Je shampouine et savonne en silence, en plein bilan des évènements de la semaine passée et préparant mentalement la liste des choses à ne surtout pas oublier de faire les prochains jours. Toute à mes réflexions, je ressens plus que je n'entends une présence furtive dans la salle de bain mais ne m'en inquiète pas. J'en ai pris l'habitude il y a bien longtemps déjà, poursuivie jusqu'aux toilettes.
Propre, sèche et habillée d'un simple jean T-shirt, je passe la brosse dans mes cheveux longs dont la coupe est à rafraîchir depuis, quoi... trois ans ? Pas de maquillage, pas de brushing, pas de fioritures, par contre je prends mon temps pour réorganiser les brosses à dents éparpillées et les dentifrices invariablement laissés à l'abandon sans capuchon et passer un coup d'éponge.
De retour dans le séjour, je constate que la télé est allumée et qu'une tornade a laissé les marques de son passage : une boite de céréales à moitié renversée, un bol dont le fond contient encore un restant de lait chocolaté, une petite cuillère toute collante posée sur la nappe initialement impeccable, deux verres d'eau opaques de traces de doigts et de lèvres, un paquet de biscuits éventré et des miettes abandonnées sur et sous la table. Mon soupir exaspéré s'interrompt quand un raffut inattendu me fait sursauter, j'ai pourtant l'habitude des appels incessants à longueur de journée, des cris stridents et du remue-ménage permanent. Hier soir, déjà, alors que je tentais désespérément de me concentrer un minimum sur ma lecture, j'ai été interrompue tant de fois que j'ai fini par laisser tomber. Impossible de mettre en veille les bruits ambiants comme on le ferait avec un téléphone.
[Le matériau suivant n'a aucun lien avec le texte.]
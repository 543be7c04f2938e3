use serde::Serialize;

/// Response envelope shared by every endpoint, success and failure alike:
/// `{statusCode, data, message, success}`. Clients key off `success` and
/// `statusCode`; `data` is `null` for removals and failures.
#[derive(Debug, Serialize)]
#[serde(rename_all = "camelCase")]
pub struct ApiResponse<T: Serialize> {
    pub status_code: u16,
    pub data: Option<T>,
    pub message: String,
    pub success: bool,
}

impl<T: Serialize> ApiResponse<T> {
    pub fn ok(status_code: u16, data: T, message: impl Into<String>) -> Self {
        ApiResponse {
            status_code,
            data: Some(data),
            message: message.into(),
            success: status_code < 400,
        }
    }
}

impl ApiResponse<serde_json::Value> {
    /// Success with a null payload (toggle removals, deletions).
    pub fn message_only(status_code: u16, message: impl Into<String>) -> Self {
        ApiResponse {
            status_code,
            data: None,
            message: message.into(),
            success: status_code < 400,
        }
    }

    pub fn failure(status_code: u16, message: impl Into<String>) -> Self {
        ApiResponse {
            status_code,
            data: None,
            message: message.into(),
            success: false,
        }
    }
}

#[cfg(test)]
mod tests {
    use super::*;

    #[test]
    fn envelope_uses_camel_case_keys() {
        let body = ApiResponse::ok(201, serde_json::json!({"id": 1}), "Created");
        let json = serde_json::to_value(&body).unwrap();
        assert_eq!(json["statusCode"], 201);
        assert_eq!(json["success"], true);
        assert_eq!(json["message"], "Created");
        assert_eq!(json["data"]["id"], 1);
    }

    #[test]
    fn removal_envelope_has_null_data_and_success_true() {
        let body = ApiResponse::message_only(200, "Video unliked successfully");
        let json = serde_json::to_value(&body).unwrap();
        assert_eq!(json["statusCode"], 200);
        assert!(json["data"].is_null());
        assert_eq!(json["success"], true);
    }

    #[test]
    fn failure_envelope_is_not_successful() {
        let body = ApiResponse::failure(403, "You are not allowed to update this video");
        let json = serde_json::to_value(&body).unwrap();
        assert_eq!(json["success"], false);
        assert!(json["data"].is_null());
    }
}
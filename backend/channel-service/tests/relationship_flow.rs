//! Integration tests for the relationship and view engine. These need a real
//! PostgreSQL database; set TEST_DATABASE_URL to run them, otherwise each
//! test skips itself.

use sqlx::PgPool;
use uuid::Uuid;

use channel_service::db::{
    self, comment_repo, like_repo, playlist_repo, subscription_repo, video_repo, ToggleOutcome,
};
use channel_service::error::AppError;
use channel_service::models::LikeTarget;
use channel_service::services::ownership::ensure_owner;
use channel_service::utils::pagination::PageQuery;

async fn test_pool() -> Option<PgPool> {
    let url = match std::env::var("TEST_DATABASE_URL") {
        Ok(url) => url,
        Err(_) => {
            eprintln!("TEST_DATABASE_URL not set; skipping integration test");
            return None;
        }
    };

    let pool = db::create_pool(&url, 5).await.expect("connect test database");
    db::run_migrations(&pool).await.expect("run migrations");
    Some(pool)
}

macro_rules! require_pool {
    () => {
        match test_pool().await {
            Some(pool) => pool,
            None => return,
        }
    };
}

async fn create_user(pool: &PgPool, label: &str) -> Uuid {
    let id = Uuid::new_v4();
    let username = format!("{}-{}", label, id.simple());

    sqlx::query(
        r#"
        INSERT INTO users (id, username, email, full_name, password_hash)
        VALUES ($1, $2, $3, $4, 'test-hash')
        "#,
    )
    .bind(id)
    .bind(&username)
    .bind(format!("{}@example.com", username))
    .bind("Test User")
    .execute(pool)
    .await
    .expect("insert test user");

    id
}

async fn create_video(pool: &PgPool, owner_id: Uuid, title: &str) -> Uuid {
    video_repo::create_video(
        pool,
        owner_id,
        title,
        "a description",
        42.0,
        "https://cdn.example.com/videos/a",
        "https://cdn.example.com/thumbnails/a",
    )
    .await
    .expect("insert test video")
    .id
}

#[tokio::test]
async fn like_toggle_flips_between_created_and_removed() {
    let pool = require_pool!();
    let actor = create_user(&pool, "liker").await;
    let owner = create_user(&pool, "owner").await;
    let video = create_video(&pool, owner, "toggle target").await;

    let first = like_repo::toggle(&pool, actor, LikeTarget::Video(video))
        .await
        .unwrap();
    assert!(first.created());

    let second = like_repo::toggle(&pool, actor, LikeTarget::Video(video))
        .await
        .unwrap();
    assert!(matches!(second, ToggleOutcome::Removed));

    // Pair parity: after an even number of toggles the edge does not exist.
    let edge = like_repo::find_like(&pool, actor, LikeTarget::Video(video))
        .await
        .unwrap();
    assert!(edge.is_none());

    // An odd number of toggles leaves the edge in place.
    let third = like_repo::toggle(&pool, actor, LikeTarget::Video(video))
        .await
        .unwrap();
    assert!(third.created());
    let edge = like_repo::find_like(&pool, actor, LikeTarget::Video(video))
        .await
        .unwrap();
    assert!(edge.is_some());
}

#[tokio::test]
async fn concurrent_toggles_never_duplicate_an_edge() {
    let pool = require_pool!();
    let actor = create_user(&pool, "racer").await;
    let owner = create_user(&pool, "owner").await;
    let video = create_video(&pool, owner, "race target").await;

    for _ in 0..10 {
        let a = {
            let pool = pool.clone();
            tokio::spawn(async move { like_repo::toggle(&pool, actor, LikeTarget::Video(video)).await })
        };
        let b = {
            let pool = pool.clone();
            tokio::spawn(async move { like_repo::toggle(&pool, actor, LikeTarget::Video(video)).await })
        };

        // Either both toggles serialize cleanly or the loser of the insert
        // race reports a conflict; silent duplication is the only failure.
        let _ = a.await.unwrap();
        let _ = b.await.unwrap();

        let count: (i64,) = sqlx::query_as(
            "SELECT COUNT(*) FROM likes WHERE liked_by = $1 AND video_id = $2",
        )
        .bind(actor)
        .bind(video)
        .fetch_one(&pool)
        .await
        .unwrap();
        assert!(count.0 <= 1, "uniqueness invariant violated: {} edges", count.0);
    }
}

#[tokio::test]
async fn subscription_toggle_round_trip_updates_the_channel_list() {
    let pool = require_pool!();
    let subscriber = create_user(&pool, "subscriber").await;
    let channel = create_user(&pool, "channel").await;

    let outcome = subscription_repo::toggle(&pool, subscriber, channel)
        .await
        .unwrap();
    assert!(outcome.created());

    let (channels, total) =
        subscription_repo::list_subscribed_channels(&pool, subscriber, &PageQuery::default())
            .await
            .unwrap();
    assert_eq!(total, 1);
    assert_eq!(channels[0].channel.id, channel);

    let outcome = subscription_repo::toggle(&pool, subscriber, channel)
        .await
        .unwrap();
    assert!(matches!(outcome, ToggleOutcome::Removed));

    let (channels, total) =
        subscription_repo::list_subscribed_channels(&pool, subscriber, &PageQuery::default())
            .await
            .unwrap();
    assert_eq!(total, 0);
    assert!(channels.is_empty());
}

#[tokio::test]
async fn self_subscription_is_rejected() {
    let pool = require_pool!();
    let user = create_user(&pool, "narcissist").await;

    let result = subscription_repo::toggle(&pool, user, user).await;
    assert!(matches!(result, Err(AppError::BadRequest(_))));
}

#[tokio::test]
async fn playlist_membership_is_an_ordered_set() {
    let pool = require_pool!();
    let owner = create_user(&pool, "curator").await;
    let v1 = create_video(&pool, owner, "first").await;
    let v2 = create_video(&pool, owner, "second").await;

    let playlist = playlist_repo::create_playlist(&pool, owner, "mix", "test mix")
        .await
        .unwrap();

    playlist_repo::add_video(&pool, playlist.id, v1).await.unwrap();
    playlist_repo::add_video(&pool, playlist.id, v2).await.unwrap();

    // Duplicate membership is a conflict and leaves the sequence untouched.
    let dup = playlist_repo::add_video(&pool, playlist.id, v1).await;
    assert!(matches!(dup, Err(AppError::Conflict(_))));
    assert_eq!(
        playlist_repo::member_video_ids(&pool, playlist.id).await.unwrap(),
        vec![v1, v2]
    );

    // Removing an absent video is a not-found-in-collection condition.
    let absent = playlist_repo::remove_video(&pool, playlist.id, Uuid::new_v4()).await;
    assert!(matches!(absent, Err(AppError::NotFound(_))));

    // Add-then-remove restores the original sequence.
    playlist_repo::remove_video(&pool, playlist.id, v2).await.unwrap();
    assert_eq!(
        playlist_repo::member_video_ids(&pool, playlist.id).await.unwrap(),
        vec![v1]
    );
}

#[tokio::test]
async fn playlist_expansion_drops_deleted_videos_in_order() {
    let pool = require_pool!();
    let owner = create_user(&pool, "curator").await;
    let v1 = create_video(&pool, owner, "kept one").await;
    let v2 = create_video(&pool, owner, "deleted").await;
    let v3 = create_video(&pool, owner, "kept two").await;

    let playlist = playlist_repo::create_playlist(&pool, owner, "mix", "test mix")
        .await
        .unwrap();
    for v in [v1, v2, v3] {
        playlist_repo::add_video(&pool, playlist.id, v).await.unwrap();
    }

    video_repo::delete_video(&pool, v2).await.unwrap();

    let view = playlist_repo::get_view(&pool, playlist.id)
        .await
        .unwrap()
        .expect("playlist view");
    let ids: Vec<Uuid> = view.videos.iter().map(|v| v.id).collect();
    assert_eq!(ids, vec![v1, v3]);
}

#[tokio::test]
async fn ownership_guard_protects_deletion() {
    let pool = require_pool!();
    let owner = create_user(&pool, "owner").await;
    let intruder = create_user(&pool, "intruder").await;
    let video_id = create_video(&pool, owner, "guarded").await;

    let video = video_repo::find_by_id(&pool, video_id).await.unwrap().unwrap();

    // Actor != owner is forbidden regardless of operation validity.
    assert!(matches!(
        ensure_owner(intruder, &video),
        Err(AppError::Authorization(_))
    ));
    assert!(video_repo::find_by_id(&pool, video_id).await.unwrap().is_some());

    // The owner passes the same guard and the delete goes through.
    ensure_owner(owner, &video).unwrap();
    assert!(video_repo::delete_video(&pool, video_id).await.unwrap());
    assert!(video_repo::find_by_id(&pool, video_id).await.unwrap().is_none());
}

#[tokio::test]
async fn listing_views_exclude_records_with_missing_owners() {
    let pool = require_pool!();
    let owner = create_user(&pool, "vanishing").await;
    let commenter = create_user(&pool, "commenter").await;
    let video_id = create_video(&pool, owner, "orphan join test").await;

    comment_repo::create_comment(&pool, video_id, commenter, "first")
        .await
        .unwrap();
    comment_repo::create_comment(&pool, video_id, owner, "second")
        .await
        .unwrap();

    // Simulate an out-of-band user deletion; nothing cascades.
    sqlx::query("DELETE FROM users WHERE id = $1")
        .bind(owner)
        .execute(&pool)
        .await
        .unwrap();

    let (comments, total) = comment_repo::list_for_video(&pool, video_id, &PageQuery::default())
        .await
        .unwrap();
    assert_eq!(total, 1);
    assert_eq!(comments.len(), 1);
    assert_eq!(comments[0].owner.id, commenter);

    // The video itself also disappears from owner-joined views.
    let fetched = video_repo::get_with_owner(&pool, video_id).await.unwrap();
    assert!(fetched.is_none());
}

#[tokio::test]
async fn liked_videos_listing_follows_the_edge() {
    let pool = require_pool!();
    let actor = create_user(&pool, "liker").await;
    let owner = create_user(&pool, "owner").await;
    let v1 = create_video(&pool, owner, "liked").await;
    let v2 = create_video(&pool, owner, "not liked").await;

    like_repo::toggle(&pool, actor, LikeTarget::Video(v1)).await.unwrap();

    let (liked, total) = like_repo::list_liked_videos(&pool, actor, &PageQuery::default())
        .await
        .unwrap();
    assert_eq!(total, 1);
    assert_eq!(liked[0].video.id, v1);
    assert_ne!(liked[0].video.id, v2);
}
L'indépendance n'est plus qu'un vague souvenir, la tranquillité également. D'abord deux, puis trois, puis quatre et finalement cinq, voilà dix-sept ans que je ne suis plus jamais seule, que je partage mon panier à linge sale, que mon binôme en cuisine est invariablement le même et que les dessins animés représentent l'essentiel de mes programmes télé. Mes trop rares séances de cinéma ne sont plus jamais suivies d'un verre accompagné de tapas, mais éventuellement précédées d'un MacDo. J'ai troqué la capitale contre la campagne bretonne. Parfois, la nostalgie me rattrape, mes rêves me ramènent à mes vingt-trois ans et à ma vie de working-girl hyperactive, mais bien que mon subconscient fasse d'étranges parallèles, pour rien au monde je ne remettrais mes choix en question.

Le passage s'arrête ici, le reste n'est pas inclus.